Healthcare physicians are no strangers to this world. Our most recent global survey reveals that 82% of doctors own a smartphone and 77% of doctors use one regularly at work for professional purposes.
Many of us in market research are seeing the vast opportunities this holds to connect with potential respondents. The survey we conducted revealed that 88% of doctors would be happy to participate in surveys using a mobile phone and 80% were happy to participate in a market research online community.
Their boundaries were surprisingly high, with 60% saying they would be happy to spend up to 15 minutes completing an online survey.
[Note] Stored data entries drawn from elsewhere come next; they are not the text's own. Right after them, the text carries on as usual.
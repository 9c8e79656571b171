//! Distance metrics for nearest-neighbor search.
//!
//! All metrics are expressed as distances: lower means more similar. A
//! collection's metric is fixed when it is created.

use std::fmt;
use std::str::FromStr;

use serde::{Deserialize, Serialize};

use crate::error::RagError;

/// The distance function a collection ranks results by.
#[derive(Debug, Clone, Copy, Default, PartialEq, Eq, Hash, Serialize, Deserialize)]
#[serde(rename_all = "snake_case")]
pub enum DistanceMetric {
    /// `1 - cosine_similarity`, in `[0, 2]`.
    #[default]
    Cosine,
    /// Straight-line (L2) distance.
    Euclidean,
    /// Negated dot product.
    DotProduct,
}

impl DistanceMetric {
    /// Distance between two equal-length vectors.
    pub fn distance(self, a: &[f32], b: &[f32]) -> f32 {
        match self {
            Self::Cosine => 1.0 - cosine_similarity(a, b),
            Self::Euclidean => {
                a.iter().zip(b).map(|(x, y)| (x - y) * (x - y)).sum::<f32>().sqrt()
            }
            Self::DotProduct => -dot(a, b),
        }
    }

    /// The canonical lowercase name.
    pub fn as_str(self) -> &'static str {
        match self {
            Self::Cosine => "cosine",
            Self::Euclidean => "euclidean",
            Self::DotProduct => "dot_product",
        }
    }
}

impl fmt::Display for DistanceMetric {
    fn fmt(&self, f: &mut fmt::Formatter<'_>) -> fmt::Result {
        f.write_str(self.as_str())
    }
}

impl FromStr for DistanceMetric {
    type Err = RagError;

    fn from_str(s: &str) -> Result<Self, Self::Err> {
        match s.trim().to_ascii_lowercase().as_str() {
            "cosine" => Ok(Self::Cosine),
            "euclidean" | "l2" => Ok(Self::Euclidean),
            "dot" | "dot_product" | "ip" => Ok(Self::DotProduct),
            other => Err(RagError::ConfigError(format!("unknown distance metric '{other}'"))),
        }
    }
}

fn dot(a: &[f32], b: &[f32]) -> f32 {
    a.iter().zip(b).map(|(x, y)| x * y).sum()
}

/// Compute cosine similarity between two vectors.
///
/// Returns 0.0 if either vector has zero magnitude.
pub fn cosine_similarity(a: &[f32], b: &[f32]) -> f32 {
    let norm_a: f32 = a.iter().map(|x| x * x).sum::<f32>().sqrt();
    let norm_b: f32 = b.iter().map(|x| x * x).sum::<f32>().sqrt();
    if norm_a == 0.0 || norm_b == 0.0 {
        return 0.0;
    }
    dot(a, b) / (norm_a * norm_b)
}

/// Scale a vector to unit length in place. Zero vectors are left alone.
pub fn l2_normalize(v: &mut [f32]) {
    let norm: f32 = v.iter().map(|x| x * x).sum::<f32>().sqrt();
    if norm > 0.0 {
        v.iter_mut().for_each(|x| *x /= norm);
    }
}

#[cfg(test)]
mod tests {
    use super::*;

    #[test]
    fn cosine_distance_of_identical_direction_is_zero() {
        let d = DistanceMetric::Cosine.distance(&[1.0, 2.0], &[2.0, 4.0]);
        assert!(d.abs() < 1e-6);
        let opposite = DistanceMetric::Cosine.distance(&[1.0, 0.0], &[-1.0, 0.0]);
        assert!((opposite - 2.0).abs() < 1e-6);
    }

    #[test]
    fn zero_vector_has_unit_cosine_distance() {
        assert_eq!(DistanceMetric::Cosine.distance(&[0.0, 0.0], &[1.0, 0.0]), 1.0);
    }

    #[test]
    fn euclidean_and_dot_product() {
        assert!((DistanceMetric::Euclidean.distance(&[0.0, 0.0], &[3.0, 4.0]) - 5.0).abs() < 1e-6);
        assert_eq!(DistanceMetric::DotProduct.distance(&[1.0, 2.0], &[3.0, 4.0]), -11.0);
    }

    #[test]
    fn metric_names_parse() {
        assert_eq!("Cosine".parse::<DistanceMetric>().unwrap(), DistanceMetric::Cosine);
        assert_eq!("l2".parse::<DistanceMetric>().unwrap(), DistanceMetric::Euclidean);
        assert_eq!("dot".parse::<DistanceMetric>().unwrap(), DistanceMetric::DotProduct);
        assert!("manhattan".parse::<DistanceMetric>().is_err());
        assert_eq!(DistanceMetric::DotProduct.to_string(), "dot_product");
    }

    #[test]
    fn normalize_produces_unit_vectors() {
        let mut v = vec![3.0, 4.0];
        l2_normalize(&mut v);
        assert!((v[0] - 0.6).abs() < 1e-6 && (v[1] - 0.8).abs() < 1e-6);
        let mut zero = vec![0.0; 3];
        l2_normalize(&mut zero);
        assert_eq!(zero, vec![0.0; 3]);
    }
}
While they were not averse to staggering research over time to have a longitudinal view-point, simplicity was key to uptake and although they were happy with diverse download exercises we found that they were more reluctant ‘uploaders’ of, for example, video diaries.
So, how are we as researchers using or abusing this service? We’ve all had that experience of ‘please click here to start a short survey’, only to find ourselves thinking ‘when will this end?’ But at a more fundamental level have we failed to really grasp the unique space ‘connected data’ has to ‘be in the moment’?
Within the field of health and well-being, behavioural economics tells us there is quite a difference between the experience of an event and remembering back. If you take what was on the whole a splendid family holiday and have a problem with the hotel bill on the final day, you may experience the ‘peek end rule’ whereby your ‘remembering back’ of an otherwise blissful week is tainted by the most recent event. But had you had a mobile phone ‘pushing’ prompts to you at a couple of points each day, the ‘experiencing self’, averaged moment-to-moment over that week may have conveyed a different, more pleasant history.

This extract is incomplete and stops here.